//! Member Model

use serde::{Deserialize, Serialize};

use crate::types::MemberRole;

/// Membership of one user in one community
///
/// Exactly one OWNER exists per community, assigned at creation.
#[derive(Debug, Clone, Serialize, Deserialize)]
#[cfg_attr(feature = "db", derive(sqlx::FromRow))]
pub struct Member {
    pub id: i64,
    pub community_id: i64,
    pub user_id: i64,
    pub member_role: MemberRole,
    pub joined_at: i64,
}

/// Member with user info (for list/detail views)
#[derive(Debug, Clone, Serialize, Deserialize)]
#[cfg_attr(feature = "db", derive(sqlx::FromRow))]
pub struct MemberWithUser {
    pub id: i64,
    pub community_id: i64,
    pub user_id: i64,
    pub user_name: String,
    pub member_role: MemberRole,
    pub joined_at: i64,
}
//! Restaurant Model

use serde::{Deserialize, Serialize};

/// Restaurant entity, owned by exactly one business account
#[derive(Debug, Clone, Serialize, Deserialize)]
#[cfg_attr(feature = "db", derive(sqlx::FromRow))]
pub struct Restaurant {
    pub id: i64,
    pub owner_id: i64,
    pub name: String,
    pub address: String,
    pub description: Option<String>,
    pub created_at: i64,
}

/// Create restaurant payload
#[derive(Debug, Clone, Serialize, Deserialize)]
pub struct RestaurantCreate {
    pub name: String,
    pub address: String,
    pub description: Option<String>,
}

/// Update restaurant payload
#[derive(Debug, Clone, Serialize, Deserialize)]
pub struct RestaurantUpdate {
    pub name: Option<String>,
    pub address: Option<String>,
    pub description: Option<String>,
}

-*-

Nothing is to be left out; reproduce each record exactly.

//! Member Model

use serde::{Deserialize, Serialize};

use crate::types::MemberRole;

/// Membership of one user in one community
///
/// Exactly one OWNER exists per community, assigned at creation.
#[derive(Debug, Clone, Serialize, Deserialize)]
#[cfg_attr(feature = "db", derive(sqlx::FromRow))]
pub struct Member {
    pub id: i64,
    pub community_id: i64,
    pub user_id: i64,
    pub member_role: MemberRole,
    pub joined_at: i64,
}

/// Member with user info (for list/detail views)
#[derive(Debug, Clone, Serialize, Deserialize)]
#[cfg_attr(feature = "db", derive(sqlx::FromRow))]
pub struct MemberWithUser {
    pub id: i64,
    pub community_id: i64,
    pub user_id: i64,
    pub user_name: String,
    pub member_role: MemberRole,
    pub joined_at: i64,
}
//! Restaurant Model

use serde::{Deserialize, Serialize};

/// Restaurant entity, owned by exactly one business account
#[derive(Debug, Clone, Serialize, Deserialize)]
#[cfg_attr(feature = "db", derive(sqlx::FromRow))]
pub struct Restaurant {
    pub id: i64,
    pub owner_id: i64,
    pub name: String,
    pub address: String,
    pub description: Option<String>,
    pub created_at: i64,
}

/// Create restaurant payload
#[derive(Debug, Clone, Serialize, Deserialize)]
pub struct RestaurantCreate {
    pub name: String,
    pub address: String,
    pub description: Option<String>,
}

/// Update restaurant payload
#[derive(Debug, Clone, Serialize, Deserialize)]
pub struct RestaurantUpdate {
    pub name: Option<String>,
    pub address: Option<String>,
    pub description: Option<String>,
}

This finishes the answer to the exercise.